- [Instructions for the task]:
Copy every line of the entries that has the string "contains" in it.

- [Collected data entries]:
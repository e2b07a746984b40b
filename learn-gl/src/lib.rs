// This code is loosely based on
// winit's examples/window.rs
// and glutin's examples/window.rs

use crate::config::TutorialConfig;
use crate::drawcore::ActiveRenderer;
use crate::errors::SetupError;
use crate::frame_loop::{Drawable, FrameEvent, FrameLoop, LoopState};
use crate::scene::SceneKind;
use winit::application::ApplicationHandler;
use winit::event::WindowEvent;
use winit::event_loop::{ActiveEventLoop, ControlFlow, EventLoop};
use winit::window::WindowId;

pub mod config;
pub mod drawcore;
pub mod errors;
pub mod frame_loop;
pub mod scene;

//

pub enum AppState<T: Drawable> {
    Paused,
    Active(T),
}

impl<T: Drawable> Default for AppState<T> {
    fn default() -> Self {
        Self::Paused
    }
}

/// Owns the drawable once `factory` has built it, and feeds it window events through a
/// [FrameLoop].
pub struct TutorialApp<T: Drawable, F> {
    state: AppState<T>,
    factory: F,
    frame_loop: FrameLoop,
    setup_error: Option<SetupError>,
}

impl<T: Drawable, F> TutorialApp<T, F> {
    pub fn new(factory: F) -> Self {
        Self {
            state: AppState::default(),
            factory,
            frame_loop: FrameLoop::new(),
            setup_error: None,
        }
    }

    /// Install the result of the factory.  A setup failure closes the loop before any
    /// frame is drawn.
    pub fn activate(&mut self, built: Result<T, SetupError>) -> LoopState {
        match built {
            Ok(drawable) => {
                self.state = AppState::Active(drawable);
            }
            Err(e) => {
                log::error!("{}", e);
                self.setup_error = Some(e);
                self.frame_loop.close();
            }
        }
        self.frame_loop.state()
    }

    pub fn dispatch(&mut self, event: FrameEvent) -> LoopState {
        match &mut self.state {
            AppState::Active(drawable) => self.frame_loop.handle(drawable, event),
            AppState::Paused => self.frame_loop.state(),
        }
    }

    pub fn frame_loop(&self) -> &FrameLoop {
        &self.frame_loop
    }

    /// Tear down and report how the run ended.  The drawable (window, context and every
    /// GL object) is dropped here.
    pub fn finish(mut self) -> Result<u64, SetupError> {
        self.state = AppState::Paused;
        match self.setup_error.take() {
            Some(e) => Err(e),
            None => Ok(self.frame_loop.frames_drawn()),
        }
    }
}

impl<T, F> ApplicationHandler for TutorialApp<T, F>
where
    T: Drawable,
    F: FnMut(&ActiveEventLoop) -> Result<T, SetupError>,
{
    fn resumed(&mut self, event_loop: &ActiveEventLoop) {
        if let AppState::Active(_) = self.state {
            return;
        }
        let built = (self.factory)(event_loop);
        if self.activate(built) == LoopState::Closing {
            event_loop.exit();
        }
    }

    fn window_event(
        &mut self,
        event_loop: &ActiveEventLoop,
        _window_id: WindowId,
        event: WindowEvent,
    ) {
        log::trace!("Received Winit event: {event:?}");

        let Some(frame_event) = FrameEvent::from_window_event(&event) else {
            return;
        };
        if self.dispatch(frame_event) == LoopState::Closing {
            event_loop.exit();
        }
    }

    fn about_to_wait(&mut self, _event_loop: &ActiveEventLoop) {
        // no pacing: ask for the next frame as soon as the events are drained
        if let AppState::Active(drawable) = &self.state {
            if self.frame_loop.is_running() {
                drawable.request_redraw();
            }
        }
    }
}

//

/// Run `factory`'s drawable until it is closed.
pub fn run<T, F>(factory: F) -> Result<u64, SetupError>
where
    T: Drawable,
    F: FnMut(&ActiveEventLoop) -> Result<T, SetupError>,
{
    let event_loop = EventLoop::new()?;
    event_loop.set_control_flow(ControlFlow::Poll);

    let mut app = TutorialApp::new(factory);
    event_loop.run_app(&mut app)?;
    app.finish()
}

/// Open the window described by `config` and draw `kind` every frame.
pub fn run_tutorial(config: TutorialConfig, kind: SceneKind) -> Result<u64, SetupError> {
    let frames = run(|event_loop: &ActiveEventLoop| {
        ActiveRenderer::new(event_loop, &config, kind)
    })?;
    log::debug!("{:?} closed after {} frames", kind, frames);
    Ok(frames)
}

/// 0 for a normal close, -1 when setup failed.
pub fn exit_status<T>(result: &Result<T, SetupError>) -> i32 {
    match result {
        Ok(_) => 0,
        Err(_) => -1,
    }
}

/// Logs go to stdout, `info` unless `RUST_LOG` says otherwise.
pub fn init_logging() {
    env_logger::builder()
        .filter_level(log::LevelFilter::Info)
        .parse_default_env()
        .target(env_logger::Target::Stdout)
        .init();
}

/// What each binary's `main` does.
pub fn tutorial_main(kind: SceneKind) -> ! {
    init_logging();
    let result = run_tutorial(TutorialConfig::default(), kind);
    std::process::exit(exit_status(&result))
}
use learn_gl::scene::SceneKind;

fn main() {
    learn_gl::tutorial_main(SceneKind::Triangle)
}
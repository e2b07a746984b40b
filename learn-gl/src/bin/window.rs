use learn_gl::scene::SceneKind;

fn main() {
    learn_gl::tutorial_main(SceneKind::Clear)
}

==

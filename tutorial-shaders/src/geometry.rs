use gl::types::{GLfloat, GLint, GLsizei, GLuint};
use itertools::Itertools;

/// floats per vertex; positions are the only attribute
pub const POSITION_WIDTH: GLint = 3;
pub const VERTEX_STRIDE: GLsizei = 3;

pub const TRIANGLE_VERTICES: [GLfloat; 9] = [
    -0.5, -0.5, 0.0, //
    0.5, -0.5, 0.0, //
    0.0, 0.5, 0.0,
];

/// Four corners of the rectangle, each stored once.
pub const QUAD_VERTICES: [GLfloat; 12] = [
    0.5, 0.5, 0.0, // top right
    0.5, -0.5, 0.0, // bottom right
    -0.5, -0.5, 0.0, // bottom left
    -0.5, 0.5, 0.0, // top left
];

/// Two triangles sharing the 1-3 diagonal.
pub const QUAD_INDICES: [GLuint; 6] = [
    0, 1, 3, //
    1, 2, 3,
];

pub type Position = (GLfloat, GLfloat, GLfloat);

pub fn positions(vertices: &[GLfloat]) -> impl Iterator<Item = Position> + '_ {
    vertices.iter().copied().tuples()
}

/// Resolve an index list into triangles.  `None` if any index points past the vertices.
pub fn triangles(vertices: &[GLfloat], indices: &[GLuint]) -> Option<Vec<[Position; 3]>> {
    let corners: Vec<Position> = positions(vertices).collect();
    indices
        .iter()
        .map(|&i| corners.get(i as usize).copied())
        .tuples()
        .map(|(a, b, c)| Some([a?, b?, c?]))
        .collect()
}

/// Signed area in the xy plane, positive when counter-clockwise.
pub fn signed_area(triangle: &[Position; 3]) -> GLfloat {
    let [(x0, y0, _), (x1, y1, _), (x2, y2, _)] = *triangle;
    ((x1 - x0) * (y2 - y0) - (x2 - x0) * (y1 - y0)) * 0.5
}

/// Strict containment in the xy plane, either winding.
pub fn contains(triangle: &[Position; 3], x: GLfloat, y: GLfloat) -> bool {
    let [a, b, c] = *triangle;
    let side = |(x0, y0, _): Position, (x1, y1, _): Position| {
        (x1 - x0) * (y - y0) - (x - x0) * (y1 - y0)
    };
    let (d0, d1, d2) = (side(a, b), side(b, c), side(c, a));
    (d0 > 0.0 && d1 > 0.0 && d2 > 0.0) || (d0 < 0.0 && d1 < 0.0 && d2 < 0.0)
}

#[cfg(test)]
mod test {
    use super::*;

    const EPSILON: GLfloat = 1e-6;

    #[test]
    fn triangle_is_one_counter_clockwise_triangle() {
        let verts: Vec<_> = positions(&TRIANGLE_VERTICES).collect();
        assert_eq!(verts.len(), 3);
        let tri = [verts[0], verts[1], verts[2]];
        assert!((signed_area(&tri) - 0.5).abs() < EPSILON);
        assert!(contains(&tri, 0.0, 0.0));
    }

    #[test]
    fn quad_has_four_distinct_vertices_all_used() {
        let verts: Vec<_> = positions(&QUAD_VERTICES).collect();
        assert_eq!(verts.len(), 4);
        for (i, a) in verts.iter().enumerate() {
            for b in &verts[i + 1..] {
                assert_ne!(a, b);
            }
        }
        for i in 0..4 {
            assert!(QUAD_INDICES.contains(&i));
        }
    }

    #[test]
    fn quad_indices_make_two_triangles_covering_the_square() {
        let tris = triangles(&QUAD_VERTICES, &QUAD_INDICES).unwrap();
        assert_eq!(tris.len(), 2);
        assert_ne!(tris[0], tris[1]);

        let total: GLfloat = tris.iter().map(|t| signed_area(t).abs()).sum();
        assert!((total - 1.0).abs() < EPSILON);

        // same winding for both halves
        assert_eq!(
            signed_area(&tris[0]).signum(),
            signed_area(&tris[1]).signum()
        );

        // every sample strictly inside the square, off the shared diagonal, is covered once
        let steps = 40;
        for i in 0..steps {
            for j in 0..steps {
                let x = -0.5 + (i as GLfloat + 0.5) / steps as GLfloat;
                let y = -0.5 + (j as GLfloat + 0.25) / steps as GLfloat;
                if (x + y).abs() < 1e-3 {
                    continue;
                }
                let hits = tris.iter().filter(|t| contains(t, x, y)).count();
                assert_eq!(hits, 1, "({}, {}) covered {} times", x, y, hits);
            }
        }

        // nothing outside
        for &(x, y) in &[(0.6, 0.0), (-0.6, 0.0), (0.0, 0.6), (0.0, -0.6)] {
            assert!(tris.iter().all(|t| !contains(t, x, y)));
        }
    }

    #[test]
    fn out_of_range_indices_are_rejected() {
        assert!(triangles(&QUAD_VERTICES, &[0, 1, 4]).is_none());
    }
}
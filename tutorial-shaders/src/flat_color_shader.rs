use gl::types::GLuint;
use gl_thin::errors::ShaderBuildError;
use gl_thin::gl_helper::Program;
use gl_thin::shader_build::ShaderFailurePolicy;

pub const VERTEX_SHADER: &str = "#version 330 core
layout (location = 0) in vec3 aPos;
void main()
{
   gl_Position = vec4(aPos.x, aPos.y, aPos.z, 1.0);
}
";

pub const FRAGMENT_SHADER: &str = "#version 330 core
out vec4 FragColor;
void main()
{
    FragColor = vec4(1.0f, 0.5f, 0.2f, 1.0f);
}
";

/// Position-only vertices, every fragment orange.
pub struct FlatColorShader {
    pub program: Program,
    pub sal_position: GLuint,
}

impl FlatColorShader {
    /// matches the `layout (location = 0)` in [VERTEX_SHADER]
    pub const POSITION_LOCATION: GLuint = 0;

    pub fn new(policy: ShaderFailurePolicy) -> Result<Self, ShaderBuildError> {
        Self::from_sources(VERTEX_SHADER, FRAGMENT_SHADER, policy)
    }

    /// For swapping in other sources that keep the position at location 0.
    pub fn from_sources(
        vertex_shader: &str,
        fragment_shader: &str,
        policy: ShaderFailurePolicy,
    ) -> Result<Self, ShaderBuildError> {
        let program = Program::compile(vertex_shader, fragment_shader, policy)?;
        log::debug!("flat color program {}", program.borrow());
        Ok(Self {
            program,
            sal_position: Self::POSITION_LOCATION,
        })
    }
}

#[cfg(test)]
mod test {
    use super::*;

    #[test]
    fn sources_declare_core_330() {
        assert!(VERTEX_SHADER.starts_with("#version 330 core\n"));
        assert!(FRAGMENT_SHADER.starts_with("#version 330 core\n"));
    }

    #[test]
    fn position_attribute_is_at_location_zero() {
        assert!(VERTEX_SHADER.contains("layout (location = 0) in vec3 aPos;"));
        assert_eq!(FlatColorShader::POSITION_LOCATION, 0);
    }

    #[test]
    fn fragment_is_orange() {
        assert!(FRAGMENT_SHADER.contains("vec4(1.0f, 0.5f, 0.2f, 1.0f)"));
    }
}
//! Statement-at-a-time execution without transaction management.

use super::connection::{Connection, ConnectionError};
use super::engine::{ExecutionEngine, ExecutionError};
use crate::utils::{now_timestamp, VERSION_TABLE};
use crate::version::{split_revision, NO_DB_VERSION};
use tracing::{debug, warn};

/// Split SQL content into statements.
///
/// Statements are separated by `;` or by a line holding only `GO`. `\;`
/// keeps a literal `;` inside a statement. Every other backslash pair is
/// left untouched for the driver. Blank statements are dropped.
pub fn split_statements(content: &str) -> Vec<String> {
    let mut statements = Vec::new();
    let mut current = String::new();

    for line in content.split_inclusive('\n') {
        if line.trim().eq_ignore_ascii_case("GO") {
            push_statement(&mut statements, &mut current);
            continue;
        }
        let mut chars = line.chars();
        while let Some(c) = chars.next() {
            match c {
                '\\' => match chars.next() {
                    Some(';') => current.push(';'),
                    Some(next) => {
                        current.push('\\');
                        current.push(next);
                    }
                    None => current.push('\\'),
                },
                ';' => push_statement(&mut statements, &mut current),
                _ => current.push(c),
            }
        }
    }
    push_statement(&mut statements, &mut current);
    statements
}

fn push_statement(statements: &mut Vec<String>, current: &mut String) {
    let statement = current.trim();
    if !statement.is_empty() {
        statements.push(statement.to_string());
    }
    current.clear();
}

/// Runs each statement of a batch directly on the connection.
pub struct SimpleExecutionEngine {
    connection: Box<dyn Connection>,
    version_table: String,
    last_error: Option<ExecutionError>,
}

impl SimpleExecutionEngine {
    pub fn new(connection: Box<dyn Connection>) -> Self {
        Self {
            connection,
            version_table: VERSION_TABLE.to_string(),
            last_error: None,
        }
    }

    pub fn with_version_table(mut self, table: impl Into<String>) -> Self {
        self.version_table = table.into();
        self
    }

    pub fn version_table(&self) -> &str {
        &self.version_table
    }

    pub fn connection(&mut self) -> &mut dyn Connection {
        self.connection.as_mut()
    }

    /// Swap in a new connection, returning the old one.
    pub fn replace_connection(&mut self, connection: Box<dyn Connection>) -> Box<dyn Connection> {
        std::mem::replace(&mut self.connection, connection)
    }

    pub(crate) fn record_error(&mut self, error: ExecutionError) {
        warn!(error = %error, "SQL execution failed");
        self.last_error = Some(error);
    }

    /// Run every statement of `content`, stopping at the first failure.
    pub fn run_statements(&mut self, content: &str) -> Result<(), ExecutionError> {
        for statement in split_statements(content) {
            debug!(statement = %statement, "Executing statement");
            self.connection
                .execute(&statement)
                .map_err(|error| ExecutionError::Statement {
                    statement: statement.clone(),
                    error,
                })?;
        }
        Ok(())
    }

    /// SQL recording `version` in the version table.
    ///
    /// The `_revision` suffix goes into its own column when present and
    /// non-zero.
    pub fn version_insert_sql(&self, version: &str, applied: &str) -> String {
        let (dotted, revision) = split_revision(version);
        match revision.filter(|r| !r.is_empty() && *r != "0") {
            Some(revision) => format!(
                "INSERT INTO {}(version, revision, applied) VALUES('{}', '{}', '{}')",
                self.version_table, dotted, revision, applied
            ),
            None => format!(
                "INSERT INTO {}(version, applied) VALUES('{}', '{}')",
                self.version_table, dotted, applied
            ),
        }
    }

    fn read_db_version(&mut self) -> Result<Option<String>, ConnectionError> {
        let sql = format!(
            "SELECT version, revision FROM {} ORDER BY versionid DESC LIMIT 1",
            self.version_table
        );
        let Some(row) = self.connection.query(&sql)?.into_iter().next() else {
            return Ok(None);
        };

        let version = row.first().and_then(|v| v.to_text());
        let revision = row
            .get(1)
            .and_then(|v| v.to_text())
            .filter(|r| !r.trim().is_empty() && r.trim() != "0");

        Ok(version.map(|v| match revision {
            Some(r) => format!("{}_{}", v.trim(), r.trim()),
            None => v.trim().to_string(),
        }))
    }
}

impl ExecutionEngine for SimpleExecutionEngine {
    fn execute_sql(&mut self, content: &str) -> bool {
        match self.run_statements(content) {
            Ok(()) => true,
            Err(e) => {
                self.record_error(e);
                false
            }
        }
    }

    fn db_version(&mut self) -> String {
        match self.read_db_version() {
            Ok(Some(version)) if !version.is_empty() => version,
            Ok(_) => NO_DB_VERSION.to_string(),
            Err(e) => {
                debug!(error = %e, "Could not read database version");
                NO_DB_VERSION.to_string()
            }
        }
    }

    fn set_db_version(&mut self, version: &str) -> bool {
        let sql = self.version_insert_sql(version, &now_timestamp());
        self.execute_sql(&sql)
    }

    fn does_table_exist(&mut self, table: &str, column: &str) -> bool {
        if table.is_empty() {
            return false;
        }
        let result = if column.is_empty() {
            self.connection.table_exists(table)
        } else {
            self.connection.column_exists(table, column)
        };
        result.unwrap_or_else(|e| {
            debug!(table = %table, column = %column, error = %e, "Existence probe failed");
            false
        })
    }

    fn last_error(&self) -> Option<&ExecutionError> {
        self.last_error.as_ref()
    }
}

- [Response box]:
pub fn contains(triangle: &[Position; 3], x: GLfloat, y: GLfloat) -> bool {
        assert!(contains(&tri, 0.0, 0.0));
            assert!(QUAD_INDICES.contains(&i));
                let hits = tris.iter().filter(|t| contains(t, x, y)).count();
            assert!(tris.iter().all(|t| !contains(t, x, y)));
        assert!(VERTEX_SHADER.contains("layout (location = 0) in vec3 aPos;"));
        assert!(FRAGMENT_SHADER.contains("vec4(1.0f, 0.5f, 0.2f, 1.0f)"));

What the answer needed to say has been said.